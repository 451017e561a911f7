//! Desktop microphone and speaker backends built on `cpal`.
//!
//! `cpal` streams are not `Send`, so each stream lives on its own thread for
//! as long as its handle exists. The threads only build, play and drop the
//! stream; audio flows through the callbacks.

mod capture;
mod playback;

pub use capture::CpalCaptureDevice;
pub use playback::{CpalPlaybackDevice, CpalPlaybackOutput};

use crate::error::{RealtimeError, Result};
use cpal::traits::{DeviceTrait, HostTrait};

/// Names of available input devices.
pub fn input_device_names() -> Result<Vec<String>> {
    let host = cpal::default_host();
    let devices = host
        .input_devices()
        .map_err(|e| RealtimeError::device(format!("Failed to list input devices: {}", e)))?;
    Ok(devices.filter_map(|d| d.name().ok()).collect())
}

/// Names of available output devices.
pub fn output_device_names() -> Result<Vec<String>> {
    let host = cpal::default_host();
    let devices = host
        .output_devices()
        .map_err(|e| RealtimeError::device(format!("Failed to list output devices: {}", e)))?;
    Ok(devices.filter_map(|d| d.name().ok()).collect())
}

fn find_input_device(name: Option<&str>) -> Result<cpal::Device> {
    let host = cpal::default_host();
    match name {
        None => host
            .default_input_device()
            .ok_or_else(|| RealtimeError::device("no default input device")),
        Some(name) => host
            .input_devices()
            .map_err(|e| RealtimeError::device(format!("Failed to list input devices: {}", e)))?
            .find(|d| d.name().map(|n| n == name).unwrap_or(false))
            .ok_or_else(|| RealtimeError::device(format!("input device not found: {}", name))),
    }
}

fn find_output_device(name: Option<&str>) -> Result<cpal::Device> {
    let host = cpal::default_host();
    match name {
        None => host
            .default_output_device()
            .ok_or_else(|| RealtimeError::device("no default output device")),
        Some(name) => host
            .output_devices()
            .map_err(|e| RealtimeError::device(format!("Failed to list output devices: {}", e)))?
            .find(|d| d.name().map(|n| n == name).unwrap_or(false))
            .ok_or_else(|| RealtimeError::device(format!("output device not found: {}", name))),
    }
}

/// Build a stream on a dedicated thread and keep it alive until the
/// returned sender fires or is dropped.
async fn host_stream<F>(thread_name: &str, build: F) -> Result<(String, std::sync::mpsc::Sender<()>)>
where
    F: FnOnce() -> Result<(cpal::Stream, String)> + Send + 'static,
{
    let (ready_tx, ready_rx) = tokio::sync::oneshot::channel();
    let (stop_tx, stop_rx) = std::sync::mpsc::channel::<()>();

    std::thread::Builder::new()
        .name(thread_name.to_string())
        .spawn(move || {
            let stream = match build() {
                Ok((stream, name)) => {
                    let _ = ready_tx.send(Ok(name));
                    stream
                }
                Err(e) => {
                    let _ = ready_tx.send(Err(e));
                    return;
                }
            };
            // Returns on an explicit stop or when the sender is dropped.
            let _ = stop_rx.recv();
            drop(stream);
        })
        .map_err(|e| RealtimeError::device(format!("Failed to spawn audio thread: {}", e)))?;

    let name = ready_rx
        .await
        .map_err(|_| RealtimeError::device("audio thread exited before the stream started"))??;
    Ok((name, stop_tx))
}
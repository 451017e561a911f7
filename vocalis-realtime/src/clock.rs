//! Playback clock abstraction.
//!
//! The scheduler never reads wall time directly. Whatever renders audio owns
//! the clock and advances it; everyone else only calls [`PlaybackClock::now`].

use crate::audio::duration_of;
use std::sync::Arc;
use std::sync::atomic::{AtomicU64, Ordering};
use std::time::{Duration, Instant};

/// Monotonic time source for playback scheduling.
pub trait PlaybackClock: Send + Sync {
    /// Time elapsed on the playback timeline.
    fn now(&self) -> Duration;
}

/// A shared clock handle.
pub type SharedClock = Arc<dyn PlaybackClock>;

/// A clock that only moves when told to.
///
/// Used to drive the scheduler deterministically in tests and simulations.
#[derive(Debug, Default)]
pub struct ManualClock {
    nanos: AtomicU64,
}

impl ManualClock {
    pub fn new() -> Self {
        Self::default()
    }

    /// Create a clock already positioned at `at`.
    pub fn starting_at(at: Duration) -> Self {
        Self { nanos: AtomicU64::new(at.as_nanos() as u64) }
    }

    /// Jump to an absolute position. Moving backwards is ignored.
    pub fn set(&self, at: Duration) {
        self.nanos.fetch_max(at.as_nanos() as u64, Ordering::SeqCst);
    }

    pub fn advance(&self, by: Duration) {
        self.nanos.fetch_add(by.as_nanos() as u64, Ordering::SeqCst);
    }
}

impl PlaybackClock for ManualClock {
    fn now(&self) -> Duration {
        Duration::from_nanos(self.nanos.load(Ordering::SeqCst))
    }
}

/// Wall-clock time since construction.
#[derive(Debug, Clone, Copy)]
pub struct WallClock {
    origin: Instant,
}

impl WallClock {
    pub fn new() -> Self {
        Self { origin: Instant::now() }
    }
}

impl Default for WallClock {
    fn default() -> Self {
        Self::new()
    }
}

impl PlaybackClock for WallClock {
    fn now(&self) -> Duration {
        self.origin.elapsed()
    }
}

/// Clock derived from the number of sample frames an output has rendered.
///
/// This is the device clock: it advances only as fast as the hardware
/// consumes audio, so schedules computed against it stay sample-accurate.
#[derive(Debug)]
pub struct SampleClock {
    frames: AtomicU64,
    sample_rate: u32,
}

impl SampleClock {
    pub fn new(sample_rate: u32) -> Self {
        Self { frames: AtomicU64::new(0), sample_rate }
    }

    /// Record that `frames` more sample frames were rendered.
    pub fn advance_frames(&self, frames: u64) {
        self.frames.fetch_add(frames, Ordering::AcqRel);
    }

    /// Total frames rendered so far.
    pub fn frames(&self) -> u64 {
        self.frames.load(Ordering::Acquire)
    }

    pub fn sample_rate(&self) -> u32 {
        self.sample_rate
    }
}

impl PlaybackClock for SampleClock {
    fn now(&self) -> Duration {
        duration_of(self.frames() as usize, self.sample_rate)
    }
}

#[cfg(test)]
mod tests {
    use super::*;

    #[test]
    fn test_manual_clock_never_moves_backwards() {
        let clock = ManualClock::new();
        clock.set(Duration::from_millis(700));
        clock.set(Duration::from_millis(500));
        assert_eq!(clock.now(), Duration::from_millis(700));
        clock.advance(Duration::from_millis(50));
        assert_eq!(clock.now(), Duration::from_millis(750));
    }

    #[test]
    fn test_sample_clock_tracks_rendered_frames() {
        let clock = SampleClock::new(48_000);
        clock.advance_frames(480);
        clock.advance_frames(480);
        assert_eq!(clock.now(), Duration::from_millis(20));
        assert_eq!(clock.frames(), 960);
    }

    #[test]
    fn test_wall_clock_is_monotonic() {
        let clock = WallClock::new();
        let a = clock.now();
        let b = clock.now();
        assert!(b >= a);
    }
}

....

Exercise objective:
State how many lines of the entries above include the string "mpsc". The reply is that number alone.

Task answer:
2